Showing posts with label Kinsey and Me. Show all posts
Showing posts with label Kinsey and Me. Show all posts

June 27, 2016

Mini-Reviews: Cranky Wendy Being Cranky

This latest round of mini-reviews is where Wendy is going to show her figurative underpants.  I'll be honest - there's a certain segment of "literary fiction" I just don't get.  The You're Nothing Without an MFA and Let Me Write In Circles To Show You How Smart I Am segment of "literary fiction."

http://www.amazon.com/exec/obidos/ASIN/081299860X/themisaofsupe-20
Which brings us to The Girls by Emma Cline.  This is debut novel by a young author who got some crazy-stupid advance ($2 million dollars.

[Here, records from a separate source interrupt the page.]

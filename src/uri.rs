//! URIs as they show up in a TAL or a certificate's SIA, plus the mapping
//! from such a URI to its local cache path.
//!
//! The actual rsync/HTTPS URI types (scheme validation, path joining,
//! percent-decoding) come from `rpki::uri`; this module only adds the
//! bookkeeping the validator itself needs: which TAL a URI was reached
//! through (for diagnostics) and where the fetched bytes for it live on
//! disk.

use std::fmt;
use std::path::{Path, PathBuf};
use std::sync::Arc;
use rpki::repository::tal::TalUri;
use rpki::uri;


//------------ Uri -------------------------------------------------------------

/// A URI as encountered while walking the RPKI tree.
///
/// Cheap to clone: the actual string data is held behind an `Arc` and
/// shared between every clone, the way a manifest's deferred children all
/// share the one string backing their parent's SIA.
#[derive(Clone, Debug)]
pub struct Uri(Arc<Inner>);

#[derive(Debug)]
struct Inner {
    target: TalUri,
    tal_name: String,
}

impl Uri {
    /// Wraps a decoded `TalUri`, recording which TAL file it came from.
    pub fn new(target: TalUri, tal_name: impl Into<String>) -> Self {
        Uri(Arc::new(Inner { target, tal_name: tal_name.into() }))
    }

    /// Returns whether this is an rsync URI.
    pub fn is_rsync(&self) -> bool {
        matches!(self.0.target, TalUri::Rsync(_))
    }

    /// Returns whether this is an HTTPS (RRDP) URI.
    pub fn is_https(&self) -> bool {
        matches!(self.0.target, TalUri::Https(_))
    }

    /// Returns the underlying `rpki` URI value.
    pub fn target(&self) -> &TalUri {
        &self.0.target
    }

    /// The name of the TAL file this URI was taken from.
    ///
    /// Used purely for diagnostics: log lines and the per-worker file
    /// stack prefix themselves with it so that a parallel run of several
    /// TALs doesn't produce interleaved, unattributable output.
    pub fn tal_name(&self) -> &str {
        &self.0.tal_name
    }
}

impl fmt::Display for Uri {
    fn fmt(&self, f: &mut fmt::Formatter) -> fmt::Result {
        match &self.0.target {
            TalUri::Rsync(uri) => uri.fmt(f),
            TalUri::Https(uri) => uri.fmt(f),
        }
    }
}

impl PartialEq for Uri {
    fn eq(&self, other: &Self) -> bool {
        self.0.target == other.0.target
    }
}

impl Eq for Uri { }


//------------ CacheLocator ------------------------------------------------------

/// Maps URIs onto stable local paths under a cache root.
///
/// Two distinct URIs with overlapping rsync modules or distinct RRDP
/// notification URIs get disjoint path prefixes, so that concurrent TAL
/// workers downloading from related but non-identical namespaces never
/// race on the same file.
#[derive(Clone, Debug)]
pub struct CacheLocator {
    base: PathBuf,
}

impl CacheLocator {
    pub fn new(base: PathBuf) -> Self {
        CacheLocator { base }
    }

    /// Returns the local path a URI's content should live at.
    pub fn path_for(&self, target: &TalUri) -> PathBuf {
        match target {
            TalUri::Rsync(uri) => {
                self.base.join("rsync")
                    .join(uri.canonical_authority().as_ref())
                    .join(uri.module_name())
                    .join(uri.path())
            }
            TalUri::Https(uri) => {
                self.base.join("rrdp")
                    .join(sanitize_authority(uri.canonical_authority().as_ref()))
            }
        }
    }

    pub fn base(&self) -> &Path {
        &self.base
    }
}

/// Strips characters that would be awkward as a path component.
fn sanitize_authority(authority: &str) -> String {
    authority.chars().map(|ch| {
        if ch.is_ascii_alphanumeric() || ch == '.' || ch == '-' {
            ch
        } else {
            '_'
        }
    }).collect()
}


//============ Testing =========================================================

#[cfg(test)]
mod test {
    use super::*;
    use std::str::FromStr;

    #[test]
    fn sanitize_keeps_plain_hostnames() {
        assert_eq!(sanitize_authority("rrdp.example.org"), "rrdp.example.org");
    }

    #[test]
    fn sanitize_replaces_port_colon() {
        assert_eq!(sanitize_authority("example.org:1234"), "example.org_1234");
    }

    #[test]
    fn rsync_and_https_paths_are_disjoint() {
        let loc = CacheLocator::new(PathBuf::from("/cache"));
        let rsync = uri::Rsync::from_str(
            "rsync://example.org/repo/ta.cer"
        ).unwrap();
        let https = uri::Https::from_str(
            "https://example.org/rrdp/notify.xml"
        ).unwrap();
        let a = loc.path_for(&TalUri::Rsync(rsync));
        let b = loc.path_for(&TalUri::Https(https));
        assert_ne!(a, b);
        assert!(a.starts_with("/cache/rsync"));
        assert!(b.starts_with("/cache/rrdp"));
    }
}
//------------ Pdu ------------------------------------------------------------

/// A decoded RTR protocol data unit, either direction.
#[derive(Clone, Debug)]
pub enum Pdu {
    SerialNotify { version: u8, session_id: u16, serial: Serial },
    SerialQuery { version: u8, session_id: u16, serial: Serial },
    ResetQuery { version: u8 },
    CacheResponse { version: u8, session_id: u16 },
    Ipv4Prefix { version: u8, flags: u8, prefix_len: u8, max_len: u8, prefix: Ipv4Addr, asn: AsId },
    Ipv6Prefix { version: u8, flags: u8, prefix_len: u8, max_len: u8, prefix: Ipv6Addr, asn: AsId },
    EndOfData {
        version: u8, session_id: u16, serial: Serial,
        refresh: Option<u32>, retry: Option<u32>, expire: Option<u32>,
    },
    CacheReset { version: u8 },
    RouterKey { version: u8, flags: u8, ski: [u8; 20], asn: AsId, spki: Bytes },
    ErrorReport { version: u8, error_code: ErrorCode, erroneous_pdu: Bytes, error_text: String },
}

impl Pdu {
    pub fn version(&self) -> u8 {
        match *self {
            Pdu::SerialNotify { version, .. }
            | Pdu::SerialQuery { version, .. }
            | Pdu::ResetQuery { version }
            | Pdu::CacheResponse { version, .. }
            | Pdu::Ipv4Prefix { version, .. }
            | Pdu::Ipv6Prefix { version, .. }
            | Pdu::EndOfData { version, .. }
            | Pdu::CacheReset { version }
            | Pdu::RouterKey { version, .. }
            | Pdu::ErrorReport { version, .. } => version,
        }
    }

    pub fn pdu_type(&self) -> PduType {
        match self {
            Pdu::SerialNotify { .. } => PduType::SerialNotify,
            Pdu::SerialQuery { .. } => PduType::SerialQuery,
            Pdu::ResetQuery { .. } => PduType::ResetQuery,
            Pdu::CacheResponse { .. } => PduType::CacheResponse,
            Pdu::Ipv4Prefix { .. } => PduType::Ipv4Prefix,
            Pdu::Ipv6Prefix { .. } => PduType::Ipv6Prefix,
            Pdu::EndOfData { .. } => PduType::EndOfData,
            Pdu::CacheReset { .. } => PduType::CacheReset,
            Pdu::RouterKey { .. } => PduType::RouterKey,
            Pdu::ErrorReport { .. } => PduType::ErrorReport,
        }
    }

    /// Decodes a single PDU from the front of `data`, advancing it past
    /// the PDU's declared length.
    pub fn read(data: &mut Bytes) -> Result<Self, Error> {
        if data.remaining() < HEADER_LEN {
            return Err(Error::protocol("short read"));
        }
        let mut peek = data.clone();
        let header = Header::parse(&mut peek)?;
        let total = header.length as usize;
        if total < HEADER_LEN || data.remaining() < total {
            return Err(Error::protocol("PDU length out of bounds"));
        }
        let mut body = data.split_to(total);
        body.advance(HEADER_LEN);

        let pdu_type = PduType::from_u8(header.pdu_type)
            .ok_or_else(|| Error::protocol("unknown PDU type"))?;

        Ok(match pdu_type {
            PduType::SerialNotify => Pdu::SerialNotify {
                version: header.version, session_id: header.session_id,
                serial: Serial::from_be(body.get_u32()),
            },
            PduType::SerialQuery => Pdu::SerialQuery {
                version: header.version, session_id: header.session_id,
                serial: Serial::from_be(body.get_u32()),
            },
            PduType::ResetQuery => Pdu::ResetQuery { version: header.version },
            PduType::CacheResponse => Pdu::CacheResponse {
                version: header.version, session_id: header.session_id,
            },
            PduType::Ipv4Prefix => {
                let flags = body.get_u8();
                let prefix_len = body.get_u8();
                let max_len = body.get_u8();
                body.get_u8();
                let prefix = Ipv4Addr::from(body.get_u32());
                let asn = AsId::from(body.get_u32());
                Pdu::Ipv4Prefix {
                    version: header.version, flags, prefix_len, max_len, prefix, asn,
                }
            }
            PduType::Ipv6Prefix => {
                let flags = body.get_u8();
                let prefix_len = body.get_u8();
                let max_len = body.get_u8();
                body.get_u8();
                let mut octets = [0u8; 16];
                body.copy_to_slice(&mut octets);
                let prefix = Ipv6Addr::from(octets);
                let asn = AsId::from(body.get_u32());
                Pdu::Ipv6Prefix {
                    version: header.version, flags, prefix_len, max_len, prefix, asn,
                }
            }
            PduType::EndOfData => {
                let serial = Serial::from_be(body.get_u32());
                let (refresh, retry, expire) = if header.version >= 1 && body.remaining() >= 12 {
                    (Some(body.get_u32()), Some(body.get_u32()), Some(body.get_u32()))
                } else {
                    (None, None, None)
                };
                Pdu::EndOfData {
                    version: header.version, session_id: header.session_id, serial,
                    refresh, retry, expire,
                }
            }
            PduType::CacheReset => Pdu::CacheReset { version: header.version },
            PduType::RouterKey => {
                let mut ski = [0u8; 20];
                body.copy_to_slice(&mut ski);
                let flags = body.get_u8();
                body.get_u8();
                let asn = AsId::from(body.get_u32());
                let spki = body.copy_to_bytes(body.remaining());
                Pdu::RouterKey {
                    version: header.version, flags, ski, asn, spki,
                }
            }
            PduType::ErrorReport => {
                let error_code = ErrorCode::from_u16(header.session_id)
                    .ok_or_else(|| Error::protocol("unknown error code"))?;
                let pdu_len = body.get_u32() as usize;
                if body.remaining() < pdu_len {
                    return Err(Error::protocol("truncated Error Report"));
                }
                let erroneous_pdu = body.copy_to_bytes(pdu_len);
                let text_len = body.get_u32() as usize;
                if body.remaining() < text_len {
                    return Err(Error::protocol("truncated Error Report text"));
                }
                let mut text_bytes = vec![0u8; text_len];
                body.copy_to_slice(&mut text_bytes);
                let error_text = String::from_utf8(text_bytes)
                    .map_err(|_| Error::protocol("Error Report text not UTF-8"))?;
                Pdu::ErrorReport { version: header.version, error_code, erroneous_pdu, error_text }
            }
        })
    }

    /// Encodes this PDU, header included.
    pub fn write(&self, buf: &mut BytesMut) {
        let start = buf.len();
        // placeholder header, patched with the real length below.
        Header { version: self.version(), pdu_type: self.pdu_type() as u8, session_id: 0, length: 0 }
            .write(buf);

        match self {
            Pdu::SerialNotify { serial, .. } | Pdu::SerialQuery { serial, .. } => {
                buf.put_u32(serial.to_be());
            }
            Pdu::ResetQuery { .. } | Pdu::CacheResponse { .. }
            | Pdu::CacheReset { .. } => {}
            Pdu::Ipv4Prefix { flags, prefix_len, max_len, prefix, asn, .. } => {
                buf.put_u8(*flags);
                buf.put_u8(*prefix_len);
                buf.put_u8(*max_len);
                buf.put_u8(0);
                buf.put_u32((*prefix).into());
                buf.put_u32(u32::from(*asn));
            }
            Pdu::Ipv6Prefix { flags, prefix_len, max_len, prefix, asn, .. } => {
                buf.put_u8(*flags);
                buf.put_u8(*prefix_len);
                buf.put_u8(*max_len);
                buf.put_u8(0);
                buf.put_slice(&prefix.octets());
                buf.put_u32(u32::from(*asn));
            }
            Pdu::EndOfData { serial, refresh, retry, expire, .. } => {
                buf.put_u32(serial.to_be());
                if let (Some(r), Some(rt), Some(e)) = (refresh, retry, expire) {
                    buf.put_u32(*r);
                    buf.put_u32(*rt);
                    buf.put_u32(*e);
                }
            }
            Pdu::RouterKey { ski, flags, asn, spki, .. } => {
                buf.put_slice(ski);
                buf.put_u8(*flags);
                buf.put_u8(0);
                buf.put_u32(u32::from(*asn));
                buf.put_slice(spki);
            }
            Pdu::ErrorReport { erroneous_pdu, error_text, .. } => {
                buf.put_u32(erroneous_pdu.len() as u32);
                buf.put_slice(erroneous_pdu);
                buf.put_u32(error_text.len() as u32);
                buf.put_slice(error_text.as_bytes());
            }
        }

        let len = (buf.len() - start) as u32;
        let session_id = match self {
            Pdu::SerialNotify { session_id, .. }
            | Pdu::SerialQuery { session_id, .. }
            | Pdu::CacheResponse { session_id, .. }
            | Pdu::EndOfData { session_id, .. } => *session_id,
            Pdu::ErrorReport { error_code, .. } => *error_code as u16,
            _ => 0,
        };
        buf[start + 2..start + 4].copy_from_slice(&session_id.to_be_bytes());
        buf[start + 4..start + 8].copy_from_slice(&len.to_be_bytes());
    }
}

For a debut novel.)  It's getting glowing reviews all over the place.  Seriously, just Google it - I'm not linking to them all.  Everybody and their Dead Grandmother thinks this is the bestest book in the whole world and OMG IT'S MAGIC! 

The plot, in a nutshell, would be like if Charles Manson and Jim Jones had an illegitimate love child.  It follows a 14-year-old girl in Northern California who falls in with a cult.  I'm not sure how you make that boring enough to make me want to drive bamboo shoots underneath my fingernails, but there you go.  I got through over 3 hours of a 9 hour audiobook and was so bored out of my mind that the thought of getting in my car and listening to it during my commute had me thinking affectionately about inane DJ chatter.

Endless musings about complete nothingness, and dialogue?  Who needs dialogue?  (By far my biggest gripe with the literary fiction world is that dialogue is seen as some odious four-letter word.  You know how fun it is to read a NOVEL with close to zero dialogue?  Yeah, it blows.)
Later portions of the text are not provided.